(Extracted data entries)
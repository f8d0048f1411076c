//! Sampling of random points in the unit square.
//!
//! A [`SampleGenerator`] owns its random source and yields one
//! [`PointClassified`] per assigned point, counting how many land inside the
//! quarter circle of radius 1. Generators are never shared between tasks.

use rand::{Rng, SeedableRng};
use rand_chacha::ChaCha8Rng;

use crate::error::SampleError;
use crate::partition::TaskDescriptor;
use crate::sink::ProgressSink;

#[derive(Debug, Clone, Copy, PartialEq)]
pub struct PointClassified {
    pub x: f64,
    pub y: f64,
    pub inside: bool,
}

#[derive(Debug, Clone, Copy, PartialEq, Eq)]
pub struct TaskResult {
    pub task_id: usize,
    pub inside_count: u64,
    pub points_assigned: u64,
}

#[inline]
pub fn is_inside(x: f64, y: f64) -> bool {
    x * x + y * y <= 1.0
}

/// Random source for one task.
///
/// Seeded runs give every task the same key on its own stream, so tasks
/// never overlap and a run is reproducible. Unseeded runs draw a fresh key.
pub fn task_rng(seed: Option<u64>, task_id: usize) -> ChaCha8Rng {
    match seed {
        Some(seed) => {
            let mut rng = ChaCha8Rng::seed_from_u64(seed);
            rng.set_stream(task_id as u64);
            rng
        }
        None => ChaCha8Rng::seed_from_u64(rand::random()),
    }
}

/// Lazy, finite stream of classified points for one task.
pub struct SampleGenerator<R> {
    rng: R,
    task_id: usize,
    points_assigned: u64,
    remaining: u64,
    inside: u64,
}

impl<R: Rng> SampleGenerator<R> {
    pub fn new(descriptor: TaskDescriptor, rng: R) -> Self {
        Self {
            rng,
            task_id: descriptor.id,
            points_assigned: descriptor.points_assigned,
            remaining: descriptor.points_assigned,
            inside: 0,
        }
    }

    pub fn inside_so_far(&self) -> u64 {
        self.inside
    }

    /// Consume the generator. Fails if points are still pending.
    pub fn finish(self) -> Result<TaskResult, SampleError> {
        if self.remaining > 0 {
            return Err(SampleError::Incomplete {
                remaining: self.remaining,
            });
        }
        Ok(TaskResult {
            task_id: self.task_id,
            inside_count: self.inside,
            points_assigned: self.points_assigned,
        })
    }
}

impl<R: Rng> Iterator for SampleGenerator<R> {
    type Item = PointClassified;

    fn next(&mut self) -> Option<PointClassified> {
        if self.remaining == 0 {
            return None;
        }
        self.remaining -= 1;

        let x: f64 = self.rng.gen();
        let y: f64 = self.rng.gen();
        let inside = is_inside(x, y);
        if inside {
            self.inside += 1;
        }
        Some(PointClassified { x, y, inside })
    }

    fn size_hint(&self) -> (usize, Option<usize>) {
        let remaining = usize::try_from(self.remaining).unwrap_or(usize::MAX);
        (remaining, Some(remaining))
    }
}

impl<R: Rng> std::iter::FusedIterator for SampleGenerator<R> {}

/// Sample every point of `descriptor`, reporting each one to `sink`.
pub fn run_task<R: Rng>(
    descriptor: TaskDescriptor,
    rng: R,
    sink: &dyn ProgressSink,
) -> Result<TaskResult, SampleError> {
    let mut generator = SampleGenerator::new(descriptor, rng);
    for point in generator.by_ref() {
        sink.on_point_classified(point.x, point.y, point.inside);
    }
    generator.finish()
}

• _Assignment_:
Check each line in the records above for the word "Option". Return those that have it.

• _Answer section_:
pub fn task_rng(seed: Option<u64>, task_id: usize) -> ChaCha8Rng {
    fn next(&mut self) -> Option<PointClassified> {
    fn size_hint(&self) -> (usize, Option<usize>) {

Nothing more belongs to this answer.